Efrîn-Tagebuch: Jede Geburt ist ein Grund zum Lächeln

Wir, die wir ständig Kriege erleben, altern schnell. Ein einziger Tag ist für uns mit so viel Schmerz und Freude gefüllt, dass es für ein ganzes Jahrhundert reichen würde. Der Schmerz stellt die schwerste Prüfung für uns dar.

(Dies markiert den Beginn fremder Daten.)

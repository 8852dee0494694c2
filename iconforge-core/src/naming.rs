//! Identifier Policy
//!
//! Icon names are derived from paths relative to the input root. Folder
//! segments are kept as a namespace: `actions/close.svg` -> `actions/close`.

use regex::Regex;
use std::collections::BTreeMap;
use std::sync::OnceLock;
use thiserror::Error;

pub const ICON_EXTENSION: &str = "svg";

/// Separator that replaces `/` when a name becomes a sprite symbol id.
pub const SYMBOL_ID_SEPARATOR: &str = "--";

#[derive(Debug, Clone, PartialEq, Eq, Error)]
#[error("Duplicate icon name '{name}': {}", conflicting_paths.join(", "))]
pub struct DuplicateName {
    pub name: String,
    pub conflicting_paths: Vec<String>,
}

#[derive(Debug, Clone, PartialEq, Eq, Error)]
#[error("Invalid file names (must be lowercase kebab-case): {}", paths.join(", "))]
pub struct InvalidNames {
    pub paths: Vec<String>,
}

pub fn normalize_separators(relative_path: &str) -> String {
    relative_path.replace('\\', "/")
}

fn strip_icon_extension(path: &str) -> &str {
    let split = path.len().saturating_sub(ICON_EXTENSION.len() + 1);
    match (path.get(..split), path.get(split..)) {
        (Some(stem), Some(ext))
            if !stem.is_empty()
                && ext.starts_with('.')
                && ext[1..].eq_ignore_ascii_case(ICON_EXTENSION) =>
        {
            stem
        }
        _ => path,
    }
}

/// `nested\\Open-Panel.SVG` -> `nested/Open-Panel`.
pub fn derive_name(relative_path: &str) -> String {
    let normalized = normalize_separators(relative_path);
    strip_icon_extension(&normalized).to_string()
}

/// Sprite symbol id for a derived name.
pub fn symbol_id(name: &str) -> String {
    name.replace('/', SYMBOL_ID_SEPARATOR)
}

/// Inverse of [`symbol_id`]. Valid names never contain `--`.
pub fn name_from_symbol_id(id: &str) -> String {
    id.replace(SYMBOL_ID_SEPARATOR, "/")
}

/// Base name used for the naming convention check. Only a lowercase
/// `.svg` suffix is stripped, so `Close.SVG` is reported as invalid.
pub fn convention_stem(relative_path: &str) -> &str {
    let base = relative_path
        .rsplit(['/', '\\'])
        .next()
        .unwrap_or(relative_path);
    base.strip_suffix(".svg").unwrap_or(base)
}

fn kebab_pattern() -> &'static Regex {
    static PATTERN: OnceLock<Regex> = OnceLock::new();
    PATTERN.get_or_init(|| Regex::new(r"^[a-z0-9]+(-[a-z0-9]+)*$").expect("valid kebab-case pattern"))
}

pub fn is_kebab_case(stem: &str) -> bool {
    kebab_pattern().is_match(stem)
}

/// Every lowercased derived name must come from exactly one source path.
pub fn check_unique<S: AsRef<str>>(paths: &[S]) -> Result<(), Vec<DuplicateName>> {
    let mut groups: BTreeMap<String, Vec<String>> = BTreeMap::new();

    for path in paths {
        let normalized = normalize_separators(path.as_ref());
        let key = derive_name(&normalized).to_lowercase();
        let group = groups.entry(key).or_default();
        if !group.contains(&normalized) {
            group.push(normalized);
        }
    }

    let duplicates: Vec<_> = groups
        .into_iter()
        .filter(|(_, paths)| paths.len() > 1)
        .map(|(name, conflicting_paths)| DuplicateName {
            name,
            conflicting_paths,
        })
        .collect();

    if duplicates.is_empty() {
        Ok(())
    } else {
        Err(duplicates)
    }
}

/// Collects every offending path instead of stopping at the first.
pub fn check_naming_convention<S: AsRef<str>>(paths: &[S]) -> Result<(), InvalidNames> {
    let offenders: Vec<String> = paths
        .iter()
        .map(|p| p.as_ref())
        .filter(|p| !is_kebab_case(convention_stem(p)))
        .map(normalize_separators)
        .collect();

    if offenders.is_empty() {
        Ok(())
    } else {
        Err(InvalidNames { paths: offenders })
    }
}

#[cfg(test)]
mod tests {
    use super::*;

    #[test]
    fn test_derive_name_keeps_folders() {
        assert_eq!(derive_name("close.svg"), "close");
        assert_eq!(derive_name("nested/open-panel.svg"), "nested/open-panel");
        assert_eq!(derive_name("nested\\deep\\x.SVG"), "nested/deep/x");
        assert_eq!(derive_name("readme.txt"), "readme.txt");
    }

    #[test]
    fn test_symbol_id() {
        assert_eq!(symbol_id("close"), "close");
        assert_eq!(symbol_id("nested/open-panel"), "nested--open-panel");
    }

    #[test]
    fn test_kebab_case() {
        for ok in ["close", "arrow-drop-down", "h1", "2fa-key"] {
            assert!(is_kebab_case(ok), "{ok}");
        }
        for bad in ["Close", "arrow_down", "a--b", "-a", "a-", "", "a b"] {
            assert!(!is_kebab_case(bad), "{bad}");
        }
    }

    #[test]
    fn test_check_unique_reports_all_paths() {
        let err = check_unique(&["close.svg", "Close.SVG", "open.svg"]).unwrap_err();
        assert_eq!(err.len(), 1);
        assert_eq!(err[0].name, "close");
        assert_eq!(err[0].conflicting_paths, vec!["close.svg", "Close.SVG"]);
    }

    #[test]
    fn test_check_unique_ignores_separator_spelling() {
        assert!(check_unique(&["a/b.svg", "a\\b.svg"]).is_ok());
        assert!(check_unique(&["a/b.svg", "b.svg"]).is_ok());
    }

    #[test]
    fn test_naming_convention_collects_all() {
        let err = check_naming_convention(&["ok.svg", "Bad.svg", "dir/snake_case.svg", "Close.SVG"])
            .unwrap_err();
        assert_eq!(err.paths, vec!["Bad.svg", "dir/snake_case.svg", "Close.SVG"]);
    }

    #[test]
    fn test_folder_names_not_checked() {
        assert!(check_naming_convention(&["My Folder/close.svg"]).is_ok());
    }
}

Für Menschen wie uns ist es zu einer Angewohnheit geworden, zu lächeln, während alle anderen weinen. Stark zu bleiben, ist eine zwangsläufige Gewohnheit. Manchmal stirbt ein geliebter Mensch in deinen Armen und du möchtest aufschreien: „Ich will nicht stark sein, ich will meine Freundin zurück, ich bin kein Stein, ich will auch weinen!“ Das Kind in dir schreit, aber dein durch das Leben vorgealterte Ich bringt es zum Schweigen. Wir schreiben über alles und jeden, aber niemand schreibt über uns. Wir berühren jede Wunde und bluten selbst dabei, aber unsere eigenen Wunden zeigen wir kaum. Unsere Herzen bluten nach innen. Dem Tod begegnen wir ständig und leben trotzig weiter, als ob es eine uns auferlegte Strafe sei. Mit der Zeit geraten wir in einen Zustand, in dem wir uns über den Tod lustig machen.

Ich schreibe immer in der Mehrzahl über uns, aber eigentlich leben wir nur unsere Freude im Plural aus. Für unseren Schmerz finden wir singuläre Räume. Jetzt sagt ihr: „Du redest immer von ‚wir‘, aber wer seid ihr überhaupt?“ Ihr habt Recht, wer sind wir eigentlich? Kann man vielleicht sagen: Wir sind diejenigen, die alles mit bloßem Auge mit ansehen und immer wieder neue Hoffnung schöpfen? Sind wir diejenigen, die weder dabei noch außen vor sind? Eigentlich sind wir die kleinen Kinder der Stürme, wie Wind… Wir wehen inmitten der Kriege. Eine Sache ist uns allen gemeinsam: Wir beobachten das Feuer nicht aus der Ferne, wir müssen uns unbedingt daran verbrennen.

In den letzten vier Jahren habe ich Dutzende solcher Journalistinnen und Journalisten kennengelernt. Sie sind Freunde, wie Familienangehörige, Menschen, mit denen man Geheimnisse teilt. Einer von ihnen ist Ersin Çaksu. Kennengelernt haben wir uns im Kampf um Kobanê. Ersin ist ein Mensch, der seine Arbeit ernst nimmt, der unter allen Bedingungen die Haltung bewahrt und sowohl seine Freude als auch seine Traurigkeit unter Kontrolle hält. Er ist ein mutiger und warmherziger Mensch. Aus Spaß nenne ich ihn immer kirejok [in etwa: Schmuddelkind], aber eigentlich hat er sich immer seinen Platz unter denjenigen bewahrt, denen es gelingt, in jeder Hinsicht sauber zu bleiben. Ersin verfügt über eine Sensibilität, die es ihm ermöglicht, Dinge zu sehen, die sonst niemand sieht.

Und mit diesem Ersin bin ich jetzt in Efrîn. Rechts und links von uns hören wir Geschosse und Explosionen. Wir sind Zeugen des historischen Widerstandes einer Stadt, die unter ständigem Feuer steht. Und inmitten dieses rotglühenden Weltuntergangs ist Ersin zum ersten Mal Onkel geworden. Ständig schaut er sich die Fotos seiner Nichte an und lächelt. Allen, denen er begegnet, zeigt er das Foto des Neugeborenen. „Ist sie nicht hübsch?“ will er immer wieder wissen. Da kann man schlecht antworten, dass das Baby noch aussieht wie eine unbehaarte Ratte. „Sie wird sicher sehr hübsch, wenn sie größer ist“, ist eine annehmbare Alternative. Ersin bekommt nicht genug davon, seine Nichte zu betrachten, der er den Namen Efrîn Avesta gegeben hat. Er versucht sogar eine Ähnlichkeit zwischen sich und dem Baby festzustellen. Während wir jeden Tag den Tod Dutzender Kinder erleben müssen, freuen wir uns gleichzeitig mit Ersin über die Geburt eines Kindes. Wie viele Neffen und Nichten sind bereits inmitten der Kriege in unser Leben getreten? Wir haben sie Barin genannt, haben sie Nujiyan und Kobanê genannt, wir haben sie Efrîn Avesta genannt.